I have optotriacs in my collection. But it needs additional circuitry to operate. I don't have all the components to build that circuit. Optotriacs can be switched several hundred times per second. So it's more than reliable for this application. The circuit is just complicated and adds some cost. However, it's better than risking a whole batch of 1000 eggs. I don't have plan to work on it right now. I will do it after the ongoing hatch. 

Good morning!


----------



## robin416

I had to look up optotriacs, not even sure I can say it outloud. I sort of understand why they would be the better choice for your purposes.

Collection? You sound like some of those that hang out here. Everyone seems to have a collection of things that are their passion.

And good evening to you.


----------



## Poultry Judge

fischer_tanvir said:


> I have optotriacs in my collection. But it needs additional circuitry to operate. I don't have all the components to build that circuit. Optotriacs can be switched several hundred times per second. So it's more than reliable for this application. The circuit is just complicated and adds some cost. However, it's better than risking a whole batch of 1000 eggs. I don't have plan to work on it right now. I will do it after the ongoing hatch.
> 
> Good morning!


Thank you for sharing with the group!


----------



## robin416

Poultry Judge said:


> Thank you for sharing with the group!


And here is one of them now.


----------



## fischer_tanvir

You are welcome. I can share my schematics if any of you are interested. 

Today I candled the eggs. I saw something moving around inside the eggs. Obviously, these are the embryos. But I didn't see any movement inside one of the eggs. But the veins are clearly visible. Does it mean that egg is dead?


----------



## robin416

I'm not. I'm trying to think, someone here just might. Some of the folks that come here are quite curious about how things function. 

No, I'd leave it be. Mark that egg and the next time you candle see if there is increased growth.


----------



## Animals45

fischer_tanvir said:


> Hi. I was incubating some chicken eggs for a few days and they were growing. Today the incubator suddenly turned off and I did not notice. I want to know if the eggs are still alive. The turn off period was not more than 2 hours. Please someone tell me how long they can live without heat.

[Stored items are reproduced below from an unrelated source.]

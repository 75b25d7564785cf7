//! Evaluated operands paired with their source spans.

use std::fmt;

use crate::{Span, Spanned};

/// An already-evaluated operand and the span of the expression it came from.
///
/// Command macros build one `Operand` per argument; hand-written custom
/// assertions receive them ready-made.
#[derive(Copy, Clone, PartialEq, Eq, Hash)]
pub struct Operand<T> {
    /// The evaluated value.
    pub value: T,
    span: Span,
}

impl<T> Operand<T> {
    /// Pair a value with the span it was written at.
    #[inline]
    pub const fn new(value: T, span: Span) -> Self {
        Operand { value, span }
    }
}

impl<T> Spanned for Operand<T> {
    #[inline]
    fn span(&self) -> Span {
        self.span
    }
}

impl<T: fmt::Debug> fmt::Debug for Operand<T> {
    fn fmt(&self, f: &mut fmt::Formatter<'_>) -> fmt::Result {
        write!(f, "{:?} @ {:?}", self.value, self.span)
    }
}

#[cfg(test)]
mod tests {
    use super::*;

    #[test]
    fn test_operand_keeps_value_and_span() {
        let text = String::from("abc");
        let operand = Operand::new(&text, Span::new(0, 5));
        assert_eq!(operand.value, "abc");
        assert_eq!(operand.span(), Span::new(0, 5));
    }

    #[test]
    fn test_operand_debug() {
        let operand = Operand::new(7, Span::new(1, 2));
        assert_eq!(format!("{operand:?}"), "7 @ 1..2");
    }
}
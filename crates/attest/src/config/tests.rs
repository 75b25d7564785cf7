use super::*;
use pretty_assertions::assert_eq;
use std::collections::HashMap;

fn lookup(pairs: &[(&str, &str)]) -> impl Fn(&str) -> Option<String> {
    let vars: HashMap<String, String> = pairs
        .iter()
        .map(|(k, v)| ((*k).to_owned(), (*v).to_owned()))
        .collect();
    move |var| vars.get(var).cloned()
}

#[test]
fn test_defaults_when_unset() {
    let config = ReportConfig::from_lookup(lookup(&[])).unwrap();
    assert_eq!(config, ReportConfig::default());
    assert_eq!(config.color, ColorMode::Auto);
    assert_eq!(config.format, ReportFormat::Terminal);
}

#[test]
fn test_reads_both_variables() {
    let config =
        ReportConfig::from_lookup(lookup(&[(COLOR_VAR, "never"), (FORMAT_VAR, "json")])).unwrap();
    assert_eq!(
        config,
        ReportConfig {
            color: ColorMode::Never,
            format: ReportFormat::Json,
        }
    );
}

#[test]
fn test_values_are_case_insensitive_and_trimmed() {
    let config = ReportConfig::from_lookup(lookup(&[(COLOR_VAR, " Always ")])).unwrap();
    assert_eq!(config.color, ColorMode::Always);
}

#[test]
fn test_unknown_color_is_an_error() {
    let err = ReportConfig::from_lookup(lookup(&[(COLOR_VAR, "sometimes")])).unwrap_err();
    assert_eq!(
        err,
        ConfigError::InvalidValue {
            var: COLOR_VAR,
            value: "sometimes".to_owned(),
            expected: "auto, always, never",
        }
    );
    assert_eq!(
        err.to_string(),
        "invalid value \"sometimes\" for ATTEST_COLOR: expected one of auto, always, never"
    );
}

#[test]
fn test_unknown_format_is_an_error() {
    let err = ReportConfig::from_lookup(lookup(&[(FORMAT_VAR, "xml")])).unwrap_err();
    assert!(matches!(err, ConfigError::InvalidValue { var: FORMAT_VAR, .. }));
}
use super::*;
use pretty_assertions::assert_eq;

fn equal_failure() -> Diagnostic {
    let (origin, [left, right]) = Origin::capture("tests/math.rs", 12, 5, "assert_equal", ["1", "2"]);
    Diagnostic::error(
        ErrorCode::A0101,
        Label::new("They are not equal. Left = 1. Right = 2.", left.merge(right)),
    )
    .with_message("Assertion failed.")
    .with_origin(origin)
}

#[test]
fn test_diagnostic_builder() {
    let diag = Diagnostic::error(ErrorCode::A0001, Label::new("It is not true.", Span::new(0, 5)))
        .with_message("Assertion failed.");

    assert_eq!(diag.code, ErrorCode::A0001);
    assert_eq!(diag.message, "Assertion failed.");
    assert_eq!(diag.severity, Severity::Error);
    assert!(!diag.is_skip());
    assert_eq!(diag.origin, None);
}

#[test]
fn test_label_accessors() {
    let label = Label::new("here", Span::new(3, 8));
    assert_eq!(label.start(), 3);
    assert_eq!(label.end(), 8);
    assert_eq!(label.text, "here");
}

#[test]
fn test_skip_severity() {
    let diag = Diagnostic::skip(ErrorCode::A0003, Label::new("SKIPPING TEST", Span::point(0)));
    assert!(diag.is_skip());
    assert_eq!(diag.severity, Severity::Skip);
    assert_eq!(diag.severity.to_string(), "skipped");
}

#[test]
fn test_location_and_snippet_with_origin() {
    let diag = equal_failure();
    assert_eq!(diag.location(), Some(("tests/math.rs", 12, 5)));
    assert_eq!(diag.snippet(), Some("1, 2"));
    assert_eq!(diag.label.span, Span::new(14, 18));
}

#[test]
fn test_location_without_origin() {
    let diag = Diagnostic::error(ErrorCode::A0001, Label::new("x", Span::new(1, 2)));
    assert_eq!(diag.location(), None);
    assert_eq!(diag.snippet(), None);
}

#[test]
fn test_diagnostic_display_with_origin() {
    let output = equal_failure().to_string();
    assert_eq!(
        output,
        "error[A0101]: Assertion failed.\n  --> tests/math.rs:12:5: They are not equal. Left = 1. Right = 2."
    );
}

#[test]
fn test_diagnostic_display_without_origin() {
    let diag = Diagnostic::error(ErrorCode::A0001, Label::new("It is not true.", Span::new(0, 7)))
        .with_message("Assertion failed.");

    assert_eq!(
        diag.to_string(),
        "error[A0001]: Assertion failed.\n  --> 0..7: It is not true."
    );
}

They are fine. How did it get turned off though?


----------



## fischer_tanvir

Animals45 said:


> They are fine. How did it get turned off though?


The relay was slightly broken.


----------



## robin416

What's the latest on the hatch now, fischer?


----------



## fischer_tanvir

robin416 said:


> What's the latest on the hatch now, fischer?


3 days left. bad news is 2 of my eggs died. idk why. I hope the rest will hatch.

btw my name is not Fischer. My name is Tanvir. I named it after Robert James Fischer who is a former chess world champion.


----------



## robin416

Thank you for the correction. Now all I have to do is remember that. 

I'm looking forward to this happening. The self made incubators always make hatching more special and yours is really high tech.


----------



## Animals45

fischer_tanvir said:


> The relay was slightly broken.


Hmm.


----------



## fischer_tanvir

@robin416 Cute. isn't it?


----------



## robin416

Yes, it works. A brand new baby peep proves it. 

Now your idiot friend just might pay you to build his big incubator. LOL


----------



## fischer_tanvir

robin416 said:


> Yes, it works. A brand new baby peep proves it.
> 
> Now your idiot friend just might pay you to build his big incubator. LOL


hahaha. as I told you before I have nothing to do with chickens but don't know why, I want to keep him/her. but why it's so scared? not letting me touch.


----------



## robin416

They are born with the instinct to be afraid of predators. Give it a bit of time, once it realizes you're not bad it will calm. 

And are looking over the top of the incubator so it doesn't know you're there? It's why most of us used cages or see through brooders. They knew we were there and we didn't scare them by suddenly appearing overhead.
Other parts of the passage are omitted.